- TASK DETAILS -
Search the records for "payload". Copy every line where it appears.

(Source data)
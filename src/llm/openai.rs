//! OpenAI 兼容 Chat Completions API 流式实现
//!
//! 本地推理服务（llama.cpp、vLLM、TGI）和托管路由都暴露同一协议。

use async_stream::try_stream;
use futures::Stream;
use reqwest::Client;
use serde::{Deserialize, Serialize};
use std::pin::Pin;
use tracing::{debug, error};

use super::format::build_openai_endpoint;
use super::types::{ChatChunk, ChatMessage, GenerationOptions, LlmError};

/// OpenAI 请求载荷
#[derive(Serialize)]
struct OpenAiRequest<'a> {
    model: &'a str,
    messages: &'a [ChatMessage],
    stream: bool,
    temperature: f64,
    max_tokens: u32,
    #[serde(skip_serializing_if = "Option::is_none")]
    top_p: Option<f64>,
}

/// OpenAI SSE 响应块
#[derive(Deserialize, Debug)]
struct OpenAiStreamChunk {
    choices: Vec<OpenAiChoice>,
}

#[derive(Deserialize, Debug)]
struct OpenAiChoice {
    delta: OpenAiDelta,
    finish_reason: Option<String>,
}

#[derive(Deserialize, Debug)]
struct OpenAiDelta {
    content: Option<String>,
}

/// 流式调用 OpenAI 兼容 API
pub fn stream_openai(
    client: &Client,
    api_key: Option<&str>,
    base_url: &str,
    messages: Vec<ChatMessage>,
    model: &str,
    options: &GenerationOptions,
) -> Pin<Box<dyn Stream<Item = Result<ChatChunk, LlmError>> + Send>> {
    let endpoint = build_openai_endpoint(base_url);
    let api_key = api_key.map(str::to_string);
    let model = model.to_string();
    let options = options.clone();
    let client = client.clone();

    Box::pin(try_stream! {
        // 关闭随机采样时不发送 top_p，温度固定为 0
        let payload = OpenAiRequest {
            model: &model,
            messages: &messages,
            stream: true,
            temperature: if options.do_sample { options.temperature } else { 0.0 },
            max_tokens: options.max_tokens,
            top_p: None,
        };

        let mut request = client
            .post(&endpoint)
            .header("Content-Type", "application/json");

        if let Some(key) = &api_key {
            request = request.header("Authorization", format!("Bearer {}", key));
        }

        debug!("OpenAI-compatible request: endpoint={}, model={}", endpoint, model);

        let response = request
            .json(&payload)
            .send()
            .await?;

        // 检查状态码
        let status = response.status();
        if !status.is_success() {
            let status_code = status.as_u16();
            let error_text = response.text().await.unwrap_or_default();
            let preview: String = error_text.chars().take(500).collect();
            error!("Generation API error: status={}, body={}", status_code, preview);
            Err(LlmError::ApiError {
                status: status_code,
                message: error_text,
            })?;
            unreachable!();
        }

        // 处理 SSE 流
        let mut buffer = String::new();
        let mut stream = response.bytes_stream();

        use futures::StreamExt;
        while let Some(chunk_result) = stream.next().await {
            let bytes = chunk_result?;
            buffer.push_str(&String::from_utf8_lossy(&bytes));

            // 按行处理
            while let Some(newline_pos) = buffer.find('\n') {
                let line = buffer[..newline_pos].trim().to_string();
                buffer = buffer[newline_pos + 1..].to_string();

                if line.is_empty() {
                    continue;
                }

                if let Some(data) = line.strip_prefix("data:") {
                    let data = data.trim_start();
                    if data == "[DONE]" {
                        return;
                    }

                    match serde_json::from_str::<OpenAiStreamChunk>(data) {
                        Ok(chunk) => {
                            if let Some(choice) = chunk.choices.first() {
                                yield ChatChunk {
                                    content: choice.delta.content.clone(),
                                    finish_reason: choice.finish_reason.clone(),
                                };
                            }
                        }
                        Err(e) => {
                            // 继续处理，不中断流
                            debug!("Failed to parse stream chunk: {}, data: {}", e, data);
                        }
                    }
                }
            }
        }
    })
}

- RESULT FOR THIS EXERCISE -
        let payload = OpenAiRequest {
            .json(&payload)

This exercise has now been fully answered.